I shake my head. "I can download them. Nobody goes to bookstores any more."

She sighs and smiles. "You're right. Showing my age."

"It's not like anyone's going to let me out," I say, and my voice sounds whiny, a teenager's. I could be fourteen and complaining about being grounded, but it's bigger than that, worse than that. It's real. Tears sting the backs of my eyes and fight them back. There's no point in crying.

"I don't think you're ready for that," says Dr. Stahl. "I was just talking about socializing - online, maybe? There are book clubs and forums for that, right?"

"I'll think about it," I say, but it's so hard to hide these days. Even Google keeps asking for your real name. I deleted my Facebook because my Dad threatened to change the WiFi password if I didn't. What was the point, he said, of leaving all your business out there in the open so that dickheads can come and point and laugh? Learn some social filters - that's the whole trouble with your generation.

He's never going to let me out of here, I think, and the stinging starts up again. Worse, I'm never going to want to get out. I can't go within two feet of the patio door without losing my breath and feeling like a lead-balloon of solid dread is weighting down my stomach.

The silence in the room swells between us. In her dark, straight skirt and white silk blouse she looks like she could have come from another planet. My room is peppermint and pink, full of glitter and star-spackled voile and all the things she probably thinks are ridiculous. I left a pair of shoes next to the end table because my heart was beating too hard for me to open the closet and put them away - they're silver satin, with four-inch platform heels and studded with tiny Swarovski stars. Dr. Stahl wears two-inch kitten heel pumps - plain. Dark blue leather. She would never get herself into the mess I did. She would know who to call when things got bad, if she even let it get that far. Would she have even let it go beyond a second date? I wonder how long she's been practicing; I never saw the date on her diploma. She knows crazy like the unlined back of her hand.

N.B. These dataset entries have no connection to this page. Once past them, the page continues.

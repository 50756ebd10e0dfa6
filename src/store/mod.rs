// Durable cache store capability.
// Async keyed get/set of timestamped entries, with memory and file backends.

pub mod entry;
pub mod file;
pub mod memory;

pub use entry::CacheEntry;
pub use file::FileStore;
pub use memory::MemoryStore;

use async_trait::async_trait;

use crate::error::Result;

/// Key-addressed store for cache entries.
///
/// Treated as multi-reader/multi-writer with last-write-wins semantics; the
/// coordinator never locks or transacts against it. Only get and set are
/// required; eviction and enumeration are out of scope.
#[async_trait]
pub trait CacheStore<T>: Send + Sync {
    /// Read the entry for `key`, or `None` if absent.
    async fn get(&self, key: &str) -> Result<Option<CacheEntry<T>>>;

    /// Write the entry for `key`, replacing any previous one.
    async fn set(&self, key: &str, entry: CacheEntry<T>) -> Result<()>;
}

"What are you thinking, Amber?" Her voice is soft, sweet. I wish I could make her magic work in here. For me.

"I don't know," I say, after a long pause. I can't tell her the truth. She has to think I'm stupid enough as it is.

I hold my breath again. I run the tip of my tongue over the edge of my upper front teeth. Once there used to be a gap there and I made it wider and worse by pushing my tongue against it. Then I got fitted with braces, so that I could be perfect, like all the other girls. "I haven't had a good week," I say, because I have to say something. And it's the truth.